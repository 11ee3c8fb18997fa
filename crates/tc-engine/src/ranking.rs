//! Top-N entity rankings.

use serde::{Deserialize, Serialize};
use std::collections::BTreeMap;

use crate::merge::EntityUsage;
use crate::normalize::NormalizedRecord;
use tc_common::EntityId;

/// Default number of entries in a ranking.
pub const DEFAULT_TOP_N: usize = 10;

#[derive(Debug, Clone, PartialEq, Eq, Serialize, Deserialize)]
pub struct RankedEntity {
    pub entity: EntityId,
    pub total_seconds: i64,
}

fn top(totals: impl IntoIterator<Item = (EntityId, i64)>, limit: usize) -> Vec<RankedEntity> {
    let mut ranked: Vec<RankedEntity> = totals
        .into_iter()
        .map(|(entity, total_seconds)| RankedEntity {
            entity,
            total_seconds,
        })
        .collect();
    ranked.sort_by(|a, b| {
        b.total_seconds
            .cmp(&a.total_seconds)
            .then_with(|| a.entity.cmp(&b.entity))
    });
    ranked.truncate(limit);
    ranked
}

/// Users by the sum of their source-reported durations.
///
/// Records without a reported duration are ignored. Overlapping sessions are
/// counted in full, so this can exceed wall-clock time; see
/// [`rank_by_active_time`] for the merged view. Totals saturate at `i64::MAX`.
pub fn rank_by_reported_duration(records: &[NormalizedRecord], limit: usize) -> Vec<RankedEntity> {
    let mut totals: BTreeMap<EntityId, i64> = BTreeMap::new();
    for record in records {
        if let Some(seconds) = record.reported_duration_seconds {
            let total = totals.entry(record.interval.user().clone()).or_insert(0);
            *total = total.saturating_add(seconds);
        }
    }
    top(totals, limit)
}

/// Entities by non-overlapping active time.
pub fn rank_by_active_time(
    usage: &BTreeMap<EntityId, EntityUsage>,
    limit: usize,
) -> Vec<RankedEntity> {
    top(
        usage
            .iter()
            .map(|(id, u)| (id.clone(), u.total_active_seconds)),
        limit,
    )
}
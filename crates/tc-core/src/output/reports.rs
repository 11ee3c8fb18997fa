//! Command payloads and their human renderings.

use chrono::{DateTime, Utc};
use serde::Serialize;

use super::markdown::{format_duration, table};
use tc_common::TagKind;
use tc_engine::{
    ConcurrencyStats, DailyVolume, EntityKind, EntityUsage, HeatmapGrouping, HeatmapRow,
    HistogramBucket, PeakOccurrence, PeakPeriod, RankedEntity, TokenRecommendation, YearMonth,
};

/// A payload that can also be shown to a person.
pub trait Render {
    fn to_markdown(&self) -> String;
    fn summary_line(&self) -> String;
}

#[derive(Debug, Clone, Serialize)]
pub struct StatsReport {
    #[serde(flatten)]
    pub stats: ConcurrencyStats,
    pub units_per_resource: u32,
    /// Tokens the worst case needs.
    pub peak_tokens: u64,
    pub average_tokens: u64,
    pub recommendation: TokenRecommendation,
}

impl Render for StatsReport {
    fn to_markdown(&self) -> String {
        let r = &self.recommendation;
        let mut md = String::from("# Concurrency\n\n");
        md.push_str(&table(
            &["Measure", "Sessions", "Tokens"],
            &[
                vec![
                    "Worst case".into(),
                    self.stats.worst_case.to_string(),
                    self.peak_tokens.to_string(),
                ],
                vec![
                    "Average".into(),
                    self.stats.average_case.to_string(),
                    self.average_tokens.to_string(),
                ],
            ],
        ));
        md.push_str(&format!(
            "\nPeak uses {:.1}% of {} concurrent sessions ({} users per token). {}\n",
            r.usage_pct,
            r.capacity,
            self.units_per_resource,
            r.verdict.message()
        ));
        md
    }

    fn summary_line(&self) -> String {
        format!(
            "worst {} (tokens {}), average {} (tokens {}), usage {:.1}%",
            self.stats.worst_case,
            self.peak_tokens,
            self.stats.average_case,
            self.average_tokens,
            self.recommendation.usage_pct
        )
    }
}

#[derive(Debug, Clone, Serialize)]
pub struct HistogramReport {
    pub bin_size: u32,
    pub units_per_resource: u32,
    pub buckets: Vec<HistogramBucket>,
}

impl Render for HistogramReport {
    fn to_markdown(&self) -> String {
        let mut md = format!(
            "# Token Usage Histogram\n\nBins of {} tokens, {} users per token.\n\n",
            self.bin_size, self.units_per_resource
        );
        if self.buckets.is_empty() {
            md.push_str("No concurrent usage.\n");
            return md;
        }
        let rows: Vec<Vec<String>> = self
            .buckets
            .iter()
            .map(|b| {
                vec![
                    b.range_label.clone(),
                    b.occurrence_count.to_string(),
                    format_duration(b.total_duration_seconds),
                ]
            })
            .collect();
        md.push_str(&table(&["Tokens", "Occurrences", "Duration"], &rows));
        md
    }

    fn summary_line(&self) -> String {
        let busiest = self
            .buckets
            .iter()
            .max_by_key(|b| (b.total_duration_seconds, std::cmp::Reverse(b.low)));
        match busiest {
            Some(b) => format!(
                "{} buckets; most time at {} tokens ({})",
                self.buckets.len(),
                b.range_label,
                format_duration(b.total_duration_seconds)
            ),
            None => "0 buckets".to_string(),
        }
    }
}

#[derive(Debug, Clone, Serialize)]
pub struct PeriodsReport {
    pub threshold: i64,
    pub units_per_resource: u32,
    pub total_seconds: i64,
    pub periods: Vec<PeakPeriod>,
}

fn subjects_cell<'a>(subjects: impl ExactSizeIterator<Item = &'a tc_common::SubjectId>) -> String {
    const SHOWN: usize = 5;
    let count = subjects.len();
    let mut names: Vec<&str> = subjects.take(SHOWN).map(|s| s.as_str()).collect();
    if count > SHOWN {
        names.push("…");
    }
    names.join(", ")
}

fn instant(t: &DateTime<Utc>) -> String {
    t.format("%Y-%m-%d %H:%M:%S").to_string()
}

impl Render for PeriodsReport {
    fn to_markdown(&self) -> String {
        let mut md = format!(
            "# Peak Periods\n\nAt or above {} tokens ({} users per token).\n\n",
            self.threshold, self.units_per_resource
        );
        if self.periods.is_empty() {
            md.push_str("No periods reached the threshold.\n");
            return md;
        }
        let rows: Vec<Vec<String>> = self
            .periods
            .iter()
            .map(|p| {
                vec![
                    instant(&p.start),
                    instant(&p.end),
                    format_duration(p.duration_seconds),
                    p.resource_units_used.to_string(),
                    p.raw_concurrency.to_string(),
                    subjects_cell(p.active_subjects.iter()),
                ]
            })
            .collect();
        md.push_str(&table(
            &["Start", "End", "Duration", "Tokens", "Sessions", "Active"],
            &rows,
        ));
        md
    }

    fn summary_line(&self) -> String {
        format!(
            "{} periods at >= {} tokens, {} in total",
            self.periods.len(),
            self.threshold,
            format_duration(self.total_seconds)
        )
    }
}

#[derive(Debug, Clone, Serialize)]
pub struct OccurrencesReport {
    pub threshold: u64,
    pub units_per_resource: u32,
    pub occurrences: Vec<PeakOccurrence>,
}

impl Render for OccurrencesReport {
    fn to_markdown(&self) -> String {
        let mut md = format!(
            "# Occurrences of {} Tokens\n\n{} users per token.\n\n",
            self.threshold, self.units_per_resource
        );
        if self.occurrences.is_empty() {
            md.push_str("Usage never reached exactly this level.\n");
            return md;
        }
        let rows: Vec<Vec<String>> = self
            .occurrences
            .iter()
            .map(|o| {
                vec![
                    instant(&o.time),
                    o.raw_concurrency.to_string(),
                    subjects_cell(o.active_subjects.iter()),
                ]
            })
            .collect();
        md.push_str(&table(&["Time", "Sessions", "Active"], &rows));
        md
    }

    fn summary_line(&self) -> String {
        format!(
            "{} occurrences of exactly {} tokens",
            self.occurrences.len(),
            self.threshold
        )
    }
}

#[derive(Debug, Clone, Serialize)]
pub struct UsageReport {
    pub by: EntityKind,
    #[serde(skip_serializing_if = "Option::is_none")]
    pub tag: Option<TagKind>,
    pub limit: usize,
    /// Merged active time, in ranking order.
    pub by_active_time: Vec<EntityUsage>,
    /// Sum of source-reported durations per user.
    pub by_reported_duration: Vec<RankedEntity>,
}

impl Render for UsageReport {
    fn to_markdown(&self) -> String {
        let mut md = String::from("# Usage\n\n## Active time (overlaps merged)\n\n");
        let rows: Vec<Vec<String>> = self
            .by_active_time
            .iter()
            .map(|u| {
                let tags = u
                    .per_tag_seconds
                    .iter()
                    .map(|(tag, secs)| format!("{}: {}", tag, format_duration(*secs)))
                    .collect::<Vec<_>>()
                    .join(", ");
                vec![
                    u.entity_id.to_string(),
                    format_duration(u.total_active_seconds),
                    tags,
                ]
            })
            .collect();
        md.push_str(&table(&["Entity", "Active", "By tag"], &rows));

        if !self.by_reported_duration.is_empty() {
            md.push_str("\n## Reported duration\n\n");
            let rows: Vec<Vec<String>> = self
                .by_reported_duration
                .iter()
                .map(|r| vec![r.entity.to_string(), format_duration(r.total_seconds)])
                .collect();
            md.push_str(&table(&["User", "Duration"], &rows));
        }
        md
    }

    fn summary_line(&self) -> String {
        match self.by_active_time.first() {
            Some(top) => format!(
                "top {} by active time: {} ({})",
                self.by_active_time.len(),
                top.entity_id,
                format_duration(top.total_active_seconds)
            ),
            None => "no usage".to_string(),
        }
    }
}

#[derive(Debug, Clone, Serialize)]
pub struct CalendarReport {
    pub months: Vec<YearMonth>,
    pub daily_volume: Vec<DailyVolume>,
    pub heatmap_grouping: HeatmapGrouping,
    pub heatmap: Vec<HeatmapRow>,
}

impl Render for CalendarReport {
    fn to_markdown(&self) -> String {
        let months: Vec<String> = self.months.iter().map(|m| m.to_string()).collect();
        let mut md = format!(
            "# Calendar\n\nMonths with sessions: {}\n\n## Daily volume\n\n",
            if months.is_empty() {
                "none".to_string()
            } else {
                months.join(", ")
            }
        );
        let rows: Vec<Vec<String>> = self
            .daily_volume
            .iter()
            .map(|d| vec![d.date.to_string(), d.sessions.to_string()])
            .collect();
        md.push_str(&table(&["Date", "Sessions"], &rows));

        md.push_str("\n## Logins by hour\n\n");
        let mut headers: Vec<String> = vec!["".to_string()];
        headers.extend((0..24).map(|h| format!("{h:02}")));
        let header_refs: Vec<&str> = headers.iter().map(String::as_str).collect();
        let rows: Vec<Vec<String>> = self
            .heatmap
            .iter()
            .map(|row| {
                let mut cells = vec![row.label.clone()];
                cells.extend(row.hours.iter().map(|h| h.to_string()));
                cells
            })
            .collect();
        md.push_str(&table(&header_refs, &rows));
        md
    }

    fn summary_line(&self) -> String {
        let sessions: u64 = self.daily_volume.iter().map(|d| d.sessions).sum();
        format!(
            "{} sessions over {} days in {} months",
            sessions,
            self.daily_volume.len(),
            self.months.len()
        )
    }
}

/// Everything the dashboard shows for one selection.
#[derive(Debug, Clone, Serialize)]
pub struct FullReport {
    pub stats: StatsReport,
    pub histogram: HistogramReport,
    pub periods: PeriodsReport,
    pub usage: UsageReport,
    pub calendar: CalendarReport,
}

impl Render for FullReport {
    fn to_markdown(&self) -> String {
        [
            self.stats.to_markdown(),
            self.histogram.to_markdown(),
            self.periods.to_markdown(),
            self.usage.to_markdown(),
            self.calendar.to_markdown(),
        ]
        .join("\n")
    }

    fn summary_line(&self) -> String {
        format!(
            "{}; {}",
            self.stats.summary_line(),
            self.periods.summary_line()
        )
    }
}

[What the task requires] Check each line of the entries above for the string "Deserialize", and return those that contain it.

[Task output]
use serde::{Deserialize, Serialize};
#[derive(Debug, Clone, PartialEq, Eq, Serialize, Deserialize)]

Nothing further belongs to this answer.